Sunday, March 26, 2023

Short Take: Does Levi’s Have The Answer?

Moments ago, I trashed the post I wrote about Levi’s announcement that it plans to use AI generated models in order to provide its customers with greater diversity.

Fashion brand Levi Strauss & Co has announced a partnership with digital fashion studio Lalaland.ai to make custom artificial intelligence (AI) generated avatars in what it says will increase diversity among its models.

San Francisco-based Levi Strauss & Co — often shortened to just Levi’s — is perhaps best known for its wide range of blue jeans. Founded in 1853, the company says it is one of the world’s largest brand-name apparel companies and is a global leader in jeanswear. It has chosen to partner with Lalaland.ai in order to use its advanced AI to create a wider range of avatars to model its clothes.

Levi’s explains that it know its what its customers want and plans to give it to them good and hard.

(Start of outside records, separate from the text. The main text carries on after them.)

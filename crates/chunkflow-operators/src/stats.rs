//! Streaming summary statistics for one numeric column.
//!
//! Moments are accumulated exactly (`count`, `sum`, `sum_sq`, `min`, `max`).
//! Quantiles come from a capped sample: each batch contributes at most
//! `sample_per_batch` randomly chosen values until the reservoir holds
//! `reservoir_capacity`, after which nothing more is added. The sample is
//! therefore biased toward early batches and the quantiles are approximate.

use std::collections::BTreeMap;

use rand::rngs::StdRng;
use rand::SeedableRng;
use serde::{Deserialize, Serialize};

use chunkflow_core::error::{Error, Result};
use chunkflow_core::types::RowBatch;

use crate::traits::BatchConsumer;

#[derive(Debug, Clone, PartialEq, Serialize, Deserialize)]
pub struct StatsOptions {
    pub reservoir_capacity: usize,
    pub sample_per_batch: usize,
    /// Extra quantiles as fractions in `[0, 1]`.
    pub percentiles: Vec<f64>,
    pub seed: Option<u64>,
}

impl Default for StatsOptions {
    fn default() -> Self {
        Self {
            reservoir_capacity: 10_000,
            sample_per_batch: 1_000,
            percentiles: Vec::new(),
            seed: None,
        }
    }
}

impl StatsOptions {
    pub fn validate(&self) -> Result<()> {
        if self.reservoir_capacity == 0 {
            return Err(Error::Config("reservoir_capacity must be > 0".into()));
        }
        if self.sample_per_batch == 0 {
            return Err(Error::Config("sample_per_batch must be > 0".into()));
        }
        if let Some(p) = self.percentiles.iter().find(|p| !(0.0..=1.0).contains(*p)) {
            return Err(Error::Config(format!("percentile {p} outside [0, 1]")));
        }
        Ok(())
    }
}

#[derive(Debug, Clone, PartialEq, Serialize, Deserialize)]
pub struct StatsSummary {
    pub column: String,
    pub count: u64,
    pub mean: Option<f64>,
    pub stddev: Option<f64>,
    pub min: Option<f64>,
    pub max: Option<f64>,
    pub median: Option<f64>,
    /// `(fraction, value)` for each requested percentile.
    pub percentiles: Vec<(f64, Option<f64>)>,
    /// Rows inspected, including those without a numeric value.
    pub rows_seen: u64,
    pub missing: u64,
    pub sample_size: usize,
}

impl StatsSummary {
    /// Flat view keyed `count, mean, stddev, min, max, median, p{N}`.
    pub fn to_map(&self) -> BTreeMap<String, Option<f64>> {
        let mut map = BTreeMap::new();
        map.insert("count".to_string(), Some(self.count as f64));
        map.insert("mean".to_string(), self.mean);
        map.insert("stddev".to_string(), self.stddev);
        map.insert("min".to_string(), self.min);
        map.insert("max".to_string(), self.max);
        map.insert("median".to_string(), self.median);
        for (p, v) in &self.percentiles {
            map.insert(format!("p{}", (p * 100.0).round() as u32), *v);
        }
        map
    }
}

pub struct StreamingStatistics {
    column: String,
    options: StatsOptions,
    rng: StdRng,
    count: u64,
    sum: f64,
    sum_sq: f64,
    min: f64,
    max: f64,
    reservoir: Vec<f64>,
    rows_seen: u64,
}

impl StreamingStatistics {
    pub fn new(column: impl Into<String>, options: StatsOptions) -> Result<Self> {
        options.validate()?;
        let rng = match options.seed {
            Some(seed) => StdRng::seed_from_u64(seed),
            None => StdRng::from_entropy(),
        };
        Ok(Self {
            column: column.into(),
            rng,
            count: 0,
            sum: 0.0,
            sum_sq: 0.0,
            min: f64::INFINITY,
            max: f64::NEG_INFINITY,
            reservoir: Vec::with_capacity(options.reservoir_capacity.min(1 << 16)),
            rows_seen: 0,
            options,
        })
    }

    pub fn column(&self) -> &str {
        &self.column
    }

    fn sample(&mut self, values: &[f64]) {
        let room = self
            .options
            .reservoir_capacity
            .saturating_sub(self.reservoir.len());
        let take = room.min(self.options.sample_per_batch).min(values.len());
        if take == 0 {
            return;
        }
        if take == values.len() {
            self.reservoir.extend_from_slice(values);
        } else {
            let picked = rand::seq::index::sample(&mut self.rng, values.len(), take);
            self.reservoir.extend(picked.into_iter().map(|i| values[i]));
        }
    }
}

impl BatchConsumer for StreamingStatistics {
    type Output = StatsSummary;

    fn name(&self) -> &'static str {
        "statistics"
    }

    fn consume(&mut self, batch: RowBatch) -> Result<()> {
        let col = batch
            .column(&self.column)
            .ok_or_else(|| Error::NotFound(format!("column '{}'", self.column)))?;
        let values: Vec<f64> = col.values.iter().filter_map(|v| v.as_f64()).collect();

        self.rows_seen += col.len() as u64;
        self.count += values.len() as u64;
        for &x in &values {
            self.sum += x;
            self.sum_sq += x * x;
            self.min = self.min.min(x);
            self.max = self.max.max(x);
        }
        self.sample(&values);
        Ok(())
    }

    fn finish(mut self) -> Result<StatsSummary> {
        self.reservoir.sort_by(f64::total_cmp);
        let (mean, stddev, min, max) = if self.count == 0 {
            (None, None, None, None)
        } else {
            let n = self.count as f64;
            let mean = self.sum / n;
            let variance = (self.sum_sq / n - mean * mean).max(0.0);
            (Some(mean), Some(variance.sqrt()), Some(self.min), Some(self.max))
        };
        let percentiles = self
            .options
            .percentiles
            .iter()
            .map(|&p| (p, quantile(&self.reservoir, p)))
            .collect();

        let summary = StatsSummary {
            median: quantile(&self.reservoir, 0.5),
            column: self.column,
            count: self.count,
            mean,
            stddev,
            min,
            max,
            percentiles,
            rows_seen: self.rows_seen,
            missing: self.rows_seen - self.count,
            sample_size: self.reservoir.len(),
        };
        tracing::info!(
            column = %summary.column,
            count = summary.count,
            missing = summary.missing,
            sample_size = summary.sample_size,
            "statistics complete"
        );
        Ok(summary)
    }
}

/// Linear interpolation between closest ranks of a sorted sample.
pub fn quantile(sorted: &[f64], p: f64) -> Option<f64> {
    match sorted.len() {
        0 => None,
        1 => Some(sorted[0]),
        n => {
            let pos = p.clamp(0.0, 1.0) * (n - 1) as f64;
            let lo = pos.floor() as usize;
            let hi = pos.ceil() as usize;
            Some(sorted[lo] + (sorted[hi] - sorted[lo]) * (pos - lo as f64))
        }
    }
}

We know our customers want to shop with models who look like them, and we believe our models should reflect our consumers, which is why we’re continuing to diversify our human models in terms of size and body type, age and skin color. This AI technology can potentially assist us by supplementing models and unlocking a future where we can enable customers to see our products on more models that look like themselves, creating a more personal and inclusive shopping experience.

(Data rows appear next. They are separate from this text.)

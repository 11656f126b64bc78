//! Processor: drive exactly one streaming operator over one batch source.
//!
//! Behavior:
//! - Configuration is validated once, at construction.
//! - Operator requests (aggregate functions, percentiles, projections) are
//!   validated before the source is opened.
//! - The source stream is checked for cancellation once per batch.
//! - The telemetry sink wraps each whole operation.
//! - Any failure drops the operator and its partial state.

use std::path::PathBuf;
use std::sync::Arc;

use chunkflow_core::cancel::CancellationToken;
use chunkflow_core::config::ProcessorConfig;
use chunkflow_core::error::{Error, Result};
use chunkflow_core::expr::Predicate;
use chunkflow_core::types::RowBatch;
use chunkflow_mem::{MemoryGovernor, Storage};

use chunkflow_io::source::{BatchSource, LocalBatchSource, OpenOptions, RemoteBatchSource};
use chunkflow_io::storage::build_storage_from_config;
use chunkflow_io::RemoteBatchClient;

use chunkflow_operators::{
    drive, AggSpec, AggregateOutput, BatchConsumer, ColumnProjection, OutputMode, PassOutput,
    SpillTarget, SpillingCollector, StatsOptions, StatsSummary, StreamingAggregator,
    StreamingFilter, StreamingStatistics,
};

use crate::telemetry::TelemetrySink;

pub struct Processor {
    config: ProcessorConfig,
    source: Arc<dyn BatchSource>,
    spill_storage: Arc<dyn Storage>,
    spill_root: String,
    telemetry: Option<Arc<dyn TelemetrySink>>,
    cancel: Option<CancellationToken>,
}

impl Processor {
    pub fn new(config: ProcessorConfig, source: Arc<dyn BatchSource>) -> Result<Self> {
        config.validate()?;
        let storage_cfg = config.storage_config();
        let spill_storage = build_storage_from_config(&storage_cfg)?;
        Ok(Self {
            config,
            source,
            spill_storage,
            spill_root: storage_cfg.root,
            telemetry: None,
            cancel: None,
        })
    }

    /// Processor over datasets in a local directory.
    pub fn local(config: ProcessorConfig, data_dir: impl Into<PathBuf>) -> Result<Self> {
        let source = LocalBatchSource::new(data_dir, config.batch_size)?;
        Self::new(config, Arc::new(source))
    }

    /// Processor over an explicitly supplied remote client.
    pub fn remote(config: ProcessorConfig, client: Arc<dyn RemoteBatchClient>) -> Result<Self> {
        let source = RemoteBatchSource::new(client, config.batch_size)?;
        Self::new(config, Arc::new(source))
    }

    /// Processor over the S3-compatible store described by `config.remote`.
    #[cfg(feature = "remote")]
    pub fn remote_from_config(config: ProcessorConfig) -> Result<Self> {
        let client = chunkflow_io::ObjectStoreClient::from_config(&config.remote)?;
        Self::remote(config, Arc::new(client))
    }

    pub fn with_telemetry(mut self, sink: Arc<dyn TelemetrySink>) -> Self {
        self.telemetry = Some(sink);
        self
    }

    pub fn with_cancellation(mut self, token: CancellationToken) -> Self {
        self.cancel = Some(token);
        self
    }

    /// Override the spill backend selected from the configured URI.
    pub fn with_spill_storage(mut self, storage: Arc<dyn Storage>, root: impl Into<String>) -> Self {
        self.spill_storage = storage;
        self.spill_root = root.into();
        self
    }

    pub fn config(&self) -> &ProcessorConfig {
        &self.config
    }

    pub fn source(&self) -> &Arc<dyn BatchSource> {
        &self.source
    }

    pub fn spill_storage(&self) -> &Arc<dyn Storage> {
        &self.spill_storage
    }

    fn governor(&self) -> Result<MemoryGovernor> {
        MemoryGovernor::new(self.config.max_memory_mb)
    }

    fn collector(&self, dataset: &str, mode: OutputMode) -> Result<SpillingCollector> {
        let target = SpillTarget::new(
            Arc::clone(&self.spill_storage),
            self.config.spill_codec,
            self.spill_root.clone(),
        );
        Ok(SpillingCollector::new(self.governor()?, target, dataset, mode))
    }

    /// Filter `dataset` with `predicate`.
    ///
    /// `columns` limits what is read; the column a parsed predicate refers
    /// to is always read as well.
    pub fn filter_rows(
        &self,
        dataset: &str,
        predicate: Predicate,
        columns: Option<Vec<String>>,
        mode: OutputMode,
    ) -> Result<PassOutput> {
        let columns = columns.map(|mut cols| {
            if let Some(c) = predicate.referenced_column() {
                if !cols.iter().any(|x| x == c) {
                    cols.push(c.to_string());
                }
            }
            cols
        });
        let filter = StreamingFilter::new(predicate, self.collector(dataset, mode)?);
        let options = OpenOptions {
            columns,
            filter_hint: None,
        };
        self.instrumented("filter_rows", dataset, || {
            let out = self.run(filter, dataset, &options)?;
            let rows = out.stats.rows_read;
            Ok((out, rows))
        })
    }

    /// Keep only `columns`, under the same spill policy as `filter_rows`.
    pub fn select_columns(
        &self,
        dataset: &str,
        columns: &[String],
        mode: OutputMode,
    ) -> Result<PassOutput> {
        let projection = ColumnProjection::new(columns.to_vec(), self.collector(dataset, mode)?)?;
        let options = OpenOptions::all().with_columns(columns.iter().cloned());
        self.instrumented("select_columns", dataset, || {
            let out = self.run(projection, dataset, &options)?;
            let rows = out.stats.rows_read;
            Ok((out, rows))
        })
    }

    /// `GROUP BY group_by` with one output column per spec.
    pub fn aggregate_rows(
        &self,
        dataset: &str,
        group_by: &[String],
        specs: Vec<AggSpec>,
    ) -> Result<AggregateOutput> {
        let agg = StreamingAggregator::new(group_by.to_vec(), specs)?.with_governor(self.governor()?);
        let options = OpenOptions::all().with_columns(agg.required_columns());
        self.instrumented("aggregate_rows", dataset, || {
            let mut rows = 0u64;
            let out = self.run_counted(agg, dataset, &options, &mut rows)?;
            Ok((out, rows))
        })
    }

    /// Summary statistics for one column; only that column is read.
    pub fn compute_statistics(
        &self,
        dataset: &str,
        column: &str,
        percentiles: &[f64],
    ) -> Result<StatsSummary> {
        let options = StatsOptions {
            reservoir_capacity: self.config.reservoir_capacity,
            sample_per_batch: self.config.sample_per_batch,
            percentiles: percentiles.to_vec(),
            seed: self.config.seed,
        };
        let stats = StreamingStatistics::new(column, options)?;
        let open = OpenOptions::all().with_columns([column]);
        self.instrumented("compute_statistics", dataset, || {
            let out = self.run(stats, dataset, &open)?;
            let rows = out.rows_seen;
            Ok((out, rows))
        })
    }

    /// First `max_rows` rows. Reading stops, and the source handle is
    /// released, as soon as enough rows were seen.
    pub fn preview(
        &self,
        dataset: &str,
        columns: Option<Vec<String>>,
        max_rows: usize,
    ) -> Result<RowBatch> {
        let options = OpenOptions {
            columns,
            filter_hint: None,
        };
        self.instrumented("preview", dataset, || {
            let mut stream = self.source.open(dataset, &options)?;
            let mut taken: Vec<RowBatch> = Vec::new();
            let mut rows = 0usize;
            while rows < max_rows {
                self.check_cancelled(stream.batches_read())?;
                let Some(batch) = stream.next() else { break };
                let batch = batch?;
                let want = (max_rows - rows).min(batch.num_rows());
                rows += want;
                taken.push(batch.slice(0, want));
            }
            drop(stream);

            let out = if taken.is_empty() {
                RowBatch::empty(options.columns.as_deref().unwrap_or_default())
            } else {
                RowBatch::concat_rows(&taken)?
            };
            Ok((out, rows as u64))
        })
    }

    fn check_cancelled(&self, batches: usize) -> Result<()> {
        match &self.cancel {
            Some(t) if t.is_cancelled() => Err(Error::Cancelled { batches }),
            _ => Ok(()),
        }
    }

    fn run<C: BatchConsumer>(
        &self,
        consumer: C,
        dataset: &str,
        options: &OpenOptions,
    ) -> Result<C::Output> {
        let mut rows = 0;
        self.run_counted(consumer, dataset, options, &mut rows)
    }

    fn run_counted<C: BatchConsumer>(
        &self,
        consumer: C,
        dataset: &str,
        options: &OpenOptions,
        rows: &mut u64,
    ) -> Result<C::Output> {
        self.check_cancelled(0)?;
        let stream = self.source.open(dataset, options)?;
        let counted = stream.inspect(|b| {
            if let Ok(b) = b {
                *rows += b.num_rows() as u64;
            }
        });
        drive(consumer, counted, self.cancel.as_ref())
    }

    fn instrumented<T>(
        &self,
        operation: &str,
        dataset: &str,
        f: impl FnOnce() -> Result<(T, u64)>,
    ) -> Result<T> {
        let mode = self.source.name();
        if let Some(sink) = &self.telemetry {
            sink.start(operation, dataset, mode);
        }
        let result = f();
        let rows = result.as_ref().map_or(0, |(_, rows)| *rows);
        if let Some(sink) = &self.telemetry {
            sink.stop(rows);
        }
        match &result {
            Ok(_) => tracing::info!(operation, dataset, mode, rows, "operation complete"),
            Err(e) => tracing::warn!(operation, dataset, mode, error = %e, "operation failed"),
        }
        result.map(|(out, _)| out)
    }
}

#[cfg(test)]
mod tests {
    use super::*;
    use crate::telemetry::WallClockTelemetry;
    use chunkflow_core::types::Scalar;
    use std::path::Path;

    struct TempDir(PathBuf);

    impl TempDir {
        fn new() -> Self {
            let dir = std::env::temp_dir().join(format!("chunkflow-exec-{}", uuid::Uuid::new_v4()));
            std::fs::create_dir_all(&dir).unwrap();
            Self(dir)
        }
    }

    impl Drop for TempDir {
        fn drop(&mut self) {
            let _ = std::fs::remove_dir_all(&self.0);
        }
    }

    fn write_orders(dir: &Path) {
        std::fs::write(
            dir.join("orders.csv"),
            "region,quantity,price\nn,10,1.5\ns,40,2.5\nn,25,3.0\ns,60,4.0\n",
        )
        .unwrap();
    }

    fn processor(dir: &Path, batch_size: usize) -> Processor {
        let cfg = ProcessorConfig {
            batch_size,
            spill_uri: Some("memory://spill".into()),
            seed: Some(1),
            ..Default::default()
        };
        Processor::local(cfg, dir).unwrap()
    }

    #[test]
    fn filter_and_aggregate_csv() {
        let tmp = TempDir::new();
        write_orders(&tmp.0);
        let p = processor(&tmp.0, 2);

        let out = p
            .filter_rows("orders.csv", Predicate::parse("quantity > 30").unwrap(), None, OutputMode::InMemory)
            .unwrap();
        let rows = out.result.into_batch().unwrap();
        assert_eq!(
            rows.column("quantity").unwrap().values,
            vec![Scalar::I64(40), Scalar::I64(60)]
        );

        let agg = p
            .aggregate_rows(
                "orders.csv",
                &[],
                vec![AggSpec::parse("sum(quantity)").unwrap(), AggSpec::parse("mean(quantity)").unwrap()],
            )
            .unwrap()
            .into_batch();
        assert_eq!(agg.columns[0].values, vec![Scalar::I64(135)]);
        assert_eq!(agg.columns[1].values, vec![Scalar::F64(33.75)]);
    }

    #[test]
    fn preview_stops_early_and_releases_handle() {
        let tmp = TempDir::new();
        write_orders(&tmp.0);
        let p = processor(&tmp.0, 1);
        let head = p.preview("orders.csv", Some(vec!["region".into()]), 2).unwrap();
        assert_eq!(head.num_rows(), 2);
        assert_eq!(head.column_names(), vec!["region"]);
        assert_eq!(p.source().open_handles(), 0);
    }

    #[test]
    fn bad_aggregate_fails_before_reading() {
        let tmp = TempDir::new();
        let p = processor(&tmp.0, 10);
        // dataset does not exist, but the config error wins
        let err = p
            .aggregate_rows("missing.csv", &[], vec![AggSpec::parse("sum(x)").unwrap(), AggSpec::parse("sum(x)").unwrap()])
            .unwrap_err();
        assert!(matches!(err, Error::Config(_)));
        assert!(p
            .compute_statistics("missing.csv", "x", &[])
            .unwrap_err()
            .is_not_found());
    }

    #[test]
    fn cancellation_and_telemetry() {
        let tmp = TempDir::new();
        write_orders(&tmp.0);
        let token = CancellationToken::new();
        let sink = Arc::new(WallClockTelemetry::new());
        let p = processor(&tmp.0, 1)
            .with_cancellation(token.clone())
            .with_telemetry(sink.clone());

        let s = p.compute_statistics("orders.csv", "price", &[0.5]).unwrap();
        assert_eq!(s.count, 4);

        token.cancel();
        let err = p.compute_statistics("orders.csv", "price", &[]).unwrap_err();
        assert!(matches!(err, Error::Cancelled { .. }));
        assert_eq!(p.source().open_handles(), 0);

        let summaries = sink.summaries();
        assert_eq!(summaries.len(), 2);
        assert_eq!(summaries[0].operation, "compute_statistics");
        assert_eq!(summaries[0].rows_processed, 4);
        assert_eq!(summaries[0].mode, "local");
    }
}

In the post I’d written and trashed, I expressed my view that Levi’s has both missed the boat on diversity by eliminating any actually diverse human being from being involved in favor of achieving equity the old fashioned way, by eliminating people altogether. From there, I launched into my doubts that anybody actually wants to see how jeans look on someone in dire need of sit-ups and fewer maple bacon donuts.

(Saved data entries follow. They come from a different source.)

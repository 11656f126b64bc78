//! Delimited-text reader (`.tbl`, `.csv`, `.dat`).
//!
//! Each field is typed from its own text: integers become `I64`, other
//! numbers `F64`, everything else `Str`, and empty fields `Null`. Typing
//! never looks at neighbouring rows, so a value's type cannot depend on
//! which batch it lands in.

use std::io::Read;

use serde::{Deserialize, Serialize};

use chunkflow_core::error::{Error, Result};
use chunkflow_core::schema::{DataType, Field, Schema};
use chunkflow_core::types::{Column, RowBatch, Scalar};

use super::io_err;

#[derive(Debug, Clone, Copy, PartialEq, Eq, Serialize, Deserialize)]
pub struct DelimitedFormat {
    pub delimiter: u8,
    pub has_header: bool,
    /// Drop one empty field at the end of each record (`a|b|c|`).
    pub strip_trailing: bool,
}

impl DelimitedFormat {
    /// `|`-separated, no header, trailing delimiter.
    pub const fn tbl() -> Self {
        Self {
            delimiter: b'|',
            has_header: false,
            strip_trailing: true,
        }
    }

    /// `,`-separated with a header row.
    pub const fn csv() -> Self {
        Self {
            delimiter: b',',
            has_header: true,
            strip_trailing: false,
        }
    }
}

pub struct DelimitedBatchReader<R: Read> {
    records: csv::StringRecordsIntoIter<R>,
    format: DelimitedFormat,
    names: Vec<String>,
    /// Source field index for each output column.
    indices: Vec<usize>,
    batch_size: usize,
    first: Option<csv::StringRecord>,
    done: bool,
}

impl<R: Read> DelimitedBatchReader<R> {
    /// Read the header (or peek the first record when there is none) and
    /// validate the projection.
    pub fn new(
        reader: R,
        format: DelimitedFormat,
        columns: Option<&[String]>,
        batch_size: usize,
    ) -> Result<Self> {
        let mut rdr = csv::ReaderBuilder::new()
            .delimiter(format.delimiter)
            .has_headers(format.has_header)
            .flexible(true)
            .from_reader(reader);

        let header_names: Option<Vec<String>> = if format.has_header {
            let headers = rdr.headers().map_err(io_err)?;
            Some(trimmed(headers, format.strip_trailing).map(|h| h.trim().to_string()).collect())
        } else {
            None
        };

        let mut records = rdr.into_records();
        let first = records.next().transpose().map_err(io_err)?;

        let names = match header_names {
            Some(names) => names,
            None => {
                let width = first
                    .as_ref()
                    .map(|r| trimmed(r, format.strip_trailing).count())
                    .unwrap_or(0);
                (0..width).map(|i| format!("column_{i}")).collect()
            }
        };

        let (names, indices) = match columns {
            Some(cols) if !cols.is_empty() => {
                let mut idx = Vec::with_capacity(cols.len());
                for c in cols {
                    let pos = names
                        .iter()
                        .position(|n| n == c)
                        .ok_or_else(|| Error::NotFound(format!("column '{c}'")))?;
                    idx.push(pos);
                }
                (cols.to_vec(), idx)
            }
            _ => {
                let idx = (0..names.len()).collect();
                (names, idx)
            }
        };

        Ok(Self {
            records,
            format,
            names,
            indices,
            batch_size: batch_size.max(1),
            first,
            done: false,
        })
    }

    /// Column names with types taken from the first record.
    pub fn schema(&self) -> Schema {
        let fields = self
            .names
            .iter()
            .zip(&self.indices)
            .map(|(name, &i)| {
                let data_type = self
                    .first
                    .as_ref()
                    .and_then(|r| r.get(i))
                    .map(|v| parse_field(v).data_type())
                    .unwrap_or(DataType::Utf8);
                let data_type = if data_type == DataType::Null {
                    DataType::Utf8
                } else {
                    data_type
                };
                Field::new(name.clone(), data_type, true)
            })
            .collect();
        Schema::new(fields)
    }

    fn next_batch(&mut self) -> Result<Option<RowBatch>> {
        let mut values: Vec<Vec<Scalar>> =
            vec![Vec::with_capacity(self.batch_size); self.indices.len()];
        let mut rows = 0;

        while rows < self.batch_size {
            let record = match self.first.take() {
                Some(r) => r,
                None => match self.records.next() {
                    Some(r) => r.map_err(io_err)?,
                    None => {
                        self.done = true;
                        break;
                    }
                },
            };
            let width = trimmed(&record, self.format.strip_trailing).count();
            for (out, &i) in values.iter_mut().zip(&self.indices) {
                let v = if i < width { record.get(i).unwrap_or("") } else { "" };
                out.push(parse_field(v));
            }
            rows += 1;
        }

        if rows == 0 {
            return Ok(None);
        }

        let columns = self
            .names
            .iter()
            .zip(values)
            .map(|(name, vals)| Column::new(name.clone(), vals))
            .collect();
        RowBatch::try_new(columns).map(Some)
    }
}

impl<R: Read> Iterator for DelimitedBatchReader<R> {
    type Item = Result<RowBatch>;

    fn next(&mut self) -> Option<Self::Item> {
        if self.done && self.first.is_none() {
            return None;
        }
        match self.next_batch() {
            Ok(Some(b)) => Some(Ok(b)),
            Ok(None) => None,
            Err(e) => {
                self.done = true;
                Some(Err(e))
            }
        }
    }
}

fn trimmed(record: &csv::StringRecord, strip_trailing: bool) -> impl Iterator<Item = &str> {
    let mut len = record.len();
    if strip_trailing && len > 0 && record.get(len - 1).map(str::is_empty).unwrap_or(false) {
        len -= 1;
    }
    record.iter().take(len)
}

/// Type one field from its text alone.
fn parse_field(raw: &str) -> Scalar {
    let v = raw.trim();
    if v.is_empty() {
        Scalar::Null
    } else if let Ok(i) = v.parse::<i64>() {
        Scalar::I64(i)
    } else if let Ok(f) = v.parse::<f64>() {
        Scalar::F64(f)
    } else {
        Scalar::Str(raw.to_string())
    }
}

#[cfg(test)]
mod tests {
    use super::*;
    use std::io::Cursor;

    const TBL: &str = "1|17|24.5|A|\n2|36|45.0|N|\n3|8|13.25|R|\n";
    const CSV: &str = "quantity,price,flag\n10,1.5,A\n40,,B\n25,3.0,\n60,4.5,A\n";

    #[test]
    fn tbl_strips_trailing_delimiter_and_names_columns() {
        let r = DelimitedBatchReader::new(Cursor::new(TBL), DelimitedFormat::tbl(), None, 10).unwrap();
        assert_eq!(
            r.schema().names(),
            vec!["column_0", "column_1", "column_2", "column_3"]
        );
        let batches: Vec<RowBatch> = r.collect::<Result<_>>().unwrap();
        assert_eq!(batches.len(), 1);
        let b = &batches[0];
        assert_eq!(b.num_rows(), 3);
        assert_eq!(b.columns.len(), 4);
        assert_eq!(b.columns[1].values[1], Scalar::I64(36));
        assert_eq!(b.columns[2].values[2], Scalar::F64(13.25));
        assert_eq!(b.columns[3].values[0], Scalar::Str("A".into()));
    }

    #[test]
    fn csv_header_projection_and_nulls() {
        let cols = vec!["flag".to_string(), "price".to_string()];
        let r = DelimitedBatchReader::new(Cursor::new(CSV), DelimitedFormat::csv(), Some(&cols), 3)
            .unwrap();
        let batches: Vec<RowBatch> = r.collect::<Result<_>>().unwrap();
        assert_eq!(batches.iter().map(|b| b.num_rows()).collect::<Vec<_>>(), vec![3, 1]);

        let first = &batches[0];
        assert_eq!(first.column_names(), cols);
        assert_eq!(first.columns[0].values[2], Scalar::Null);
        assert_eq!(first.columns[1].values[1], Scalar::Null);
        assert_eq!(first.columns[1].values[2], Scalar::F64(3.0));
    }

    #[test]
    fn unknown_projection_is_not_found() {
        let cols = vec!["nope".to_string()];
        let err = DelimitedBatchReader::new(Cursor::new(CSV), DelimitedFormat::csv(), Some(&cols), 3)
            .err()
            .unwrap();
        assert!(err.is_not_found());
    }

    #[test]
    fn mixed_fields_keep_their_own_type() {
        let data = "q\n1\nx\n2.5\n";
        let r = DelimitedBatchReader::new(Cursor::new(data), DelimitedFormat::csv(), None, 10).unwrap();
        let b = r.into_iter().next().unwrap().unwrap();
        assert_eq!(
            b.columns[0].values,
            vec![Scalar::I64(1), Scalar::Str("x".into()), Scalar::F64(2.5)]
        );
    }

    #[test]
    fn value_types_do_not_depend_on_batch_size() {
        let data = "k,price\n5,100\n6,200\n5,1.5\n5.5,7\nx,\n";
        let read = |batch_size| {
            let r = DelimitedBatchReader::new(Cursor::new(data), DelimitedFormat::csv(), None, batch_size)
                .unwrap();
            let batches: Vec<RowBatch> = r.collect::<Result<_>>().unwrap();
            RowBatch::concat_rows(&batches).unwrap()
        };
        let whole = read(10);
        for batch_size in [1, 2, 3, 4] {
            assert_eq!(read(batch_size), whole, "batch size {batch_size}");
        }
        assert_eq!(
            whole.column("k").unwrap().values,
            vec![
                Scalar::I64(5),
                Scalar::I64(6),
                Scalar::I64(5),
                Scalar::F64(5.5),
                Scalar::Str("x".into()),
            ]
        );
    }

    #[test]
    fn empty_input_yields_nothing() {
        let mut r =
            DelimitedBatchReader::new(Cursor::new(""), DelimitedFormat::tbl(), None, 10).unwrap();
        assert!(r.schema().fields.is_empty());
        assert!(r.next().is_none());
    }
}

But then I realized that it may only be me who doesn’t buy into this “looks like me” mantra. On the one hand, not all old Jewish guys look alike, so if they generate an AI model for old white man, there’s nothing about it that “looks like me” to begin with. But more importantly, I’m well aware of what I look like. I have a mirror. I want to see the clothing to buy, and seeing it on some unattractive person who happens to share some remotely similar characteristics does not make them “look like me,” present anything that I wish to see or would make me want to buy the clothing.

Am I wrong? Is it just me?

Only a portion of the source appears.